Schwindt made his OHL debut on September 22, 2017. He scored his first goal 3 games later and followed that by adding his first assist and multi-point game (1 goal, 2 assists) in his next contest. He finished his rookie campaign with 8 goals and 10 assists while appearing in 66 games.
This season Schwindt appeared in all 68 regular season games with the Rangers. He notched 19 goals while assisting on 30 others. He hit the goal 150 times this season, which puts him at 12.6% shooting percentage. In the faceoff circle, he was 551 for 1041 for a 52.9% success rate.
Breaking down his numbers, you’ll find Schwindt was 5 for 27 (18.5%) from high danger zone areas, 6 for 22 (27.3%) from mid-danger zone areas and 8 for 101 (7.9%) from low danger zone areas. His primary and secondary assists were split evenly at 15.

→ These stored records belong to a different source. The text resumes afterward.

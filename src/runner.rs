//! Worker pool driving the controller
//!
//! The runner feeds the work queue from the store's change feed and from
//! requeue timers, and runs a fixed number of workers that each reconcile
//! one key at a time. The queue guarantees no key is held by two workers.

use std::sync::Arc;

use tokio::sync::broadcast::error::RecvError;
use tokio::task::JoinSet;
use tokio_util::sync::CancellationToken;
use tracing::{debug, error, info, warn};

use crate::controller::{error_policy, reconcile, Action, Context};
use crate::queue::WorkQueue;
use crate::Error;

/// Bounded pool of reconciliation workers
#[derive(Clone)]
pub struct Runner {
    ctx: Arc<Context>,
    queue: Arc<WorkQueue>,
}

impl Runner {
    /// Create a runner over `ctx`
    pub fn new(ctx: Arc<Context>) -> Self {
        Self {
            ctx,
            queue: Arc::new(WorkQueue::new()),
        }
    }

    /// The work queue, for enqueueing keys from outside the change feed
    pub fn queue(&self) -> Arc<WorkQueue> {
        self.queue.clone()
    }

    /// Run until `shutdown` is cancelled.
    ///
    /// Every known key is queued on start. In-flight passes are abandoned on
    /// shutdown; the next start re-observes them.
    pub async fn run(&self, shutdown: CancellationToken) -> Result<(), Error> {
        let mut changes = self.ctx.store.subscribe();
        self.resync().await?;

        let workers = self.ctx.config.workers.max(1);
        info!(workers, "starting reconciliation workers");

        let mut pool = JoinSet::new();
        for id in 0..workers {
            pool.spawn(worker(
                id,
                self.ctx.clone(),
                self.queue.clone(),
                shutdown.clone(),
            ));
        }

        loop {
            tokio::select! {
                _ = shutdown.cancelled() => break,
                change = changes.recv() => match change {
                    Ok(key) => {
                        debug!(resource = %key, "desired state changed");
                        self.queue.enqueue(key);
                    }
                    Err(RecvError::Lagged(missed)) => {
                        warn!(missed, "change feed lagged, resyncing");
                        if let Err(e) = self.resync().await {
                            error!(error = %e, "resync failed");
                        }
                    }
                    Err(RecvError::Closed) => {
                        info!("change feed closed, waiting for shutdown");
                        shutdown.cancelled().await;
                        break;
                    }
                },
            }
        }

        info!("shutting down reconciliation workers");
        self.queue.shutdown();
        while let Some(joined) = pool.join_next().await {
            if let Err(e) = joined {
                error!(error = %e, "worker task failed");
            }
        }
        Ok(())
    }

    /// Queue every known key
    pub async fn resync(&self) -> Result<(), Error> {
        let keys = self.ctx.store.list().await?;
        debug!(count = keys.len(), "resyncing all records");
        for key in keys {
            self.queue.enqueue(key);
        }
        Ok(())
    }
}

async fn worker(
    id: usize,
    ctx: Arc<Context>,
    queue: Arc<WorkQueue>,
    shutdown: CancellationToken,
) {
    debug!(worker = id, "worker started");

    while let Some(key) = queue.next().await {
        let result = tokio::select! {
            _ = shutdown.cancelled() => {
                queue.done(&key);
                break;
            }
            result = reconcile(key.clone(), ctx.clone()) => result,
        };

        let action = match result {
            Ok(action) => {
                queue.forget(&key);
                action
            }
            Err(error) => {
                let failures = queue.record_failure(&key);
                error_policy(&key, &error, failures, &ctx)
            }
        };

        if let Action::Requeue(delay) = action {
            queue.enqueue_after(key.clone(), delay);
        }
        queue.done(&key);
    }

    debug!(worker = id, "worker stopped");
}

At 6’3” Schwindt has some very good size but really needs to add some bulk. He’s got good mobility on his skates and his top speed is sufficient. I think he could add a little jump in his first few steps.
Schwindt is a strong puck possession pivot and very smart. He sees the ice extremely well and has an ability to slow the game down using his patience to wait for opportunities to sort themselves out. And this bodes well for him as I see him as a playmaking pivot.
Physicality is an area Schwindt does not shy away from. Whether it’s initiating contact, or taking a hit to make a play, you can count on him being involved. In the O-zone, he gets in on the forecheck and will take advantage physically against opposition defenders. In the D-zone, he’ll battle for pucks along the walls – something he rarely loses at. One can only imagine how much more effective he will be once he adds some needed muscle.
Defensively, Schwindt is above the development curve that you’d expect to be at this level – as he was in minor midget as well. He can be trusted against the top players on the other side and to kill penalties. He uses his hockey smarts to defend, knowing how to take away lanes, use an active stick and to use that long reach he possesses effectively. He has excellent anticipation skills and can create turnovers from it.
There is still room for Schwindt to develop offensively. And we can see a similar path taken by Guelph Storms’ Nate Schnarr. However, he has the skillset to be a defensive forward who can kill penalties and provide a touch of offense at the next level.
And that is not a bad thing to carve out a professional career.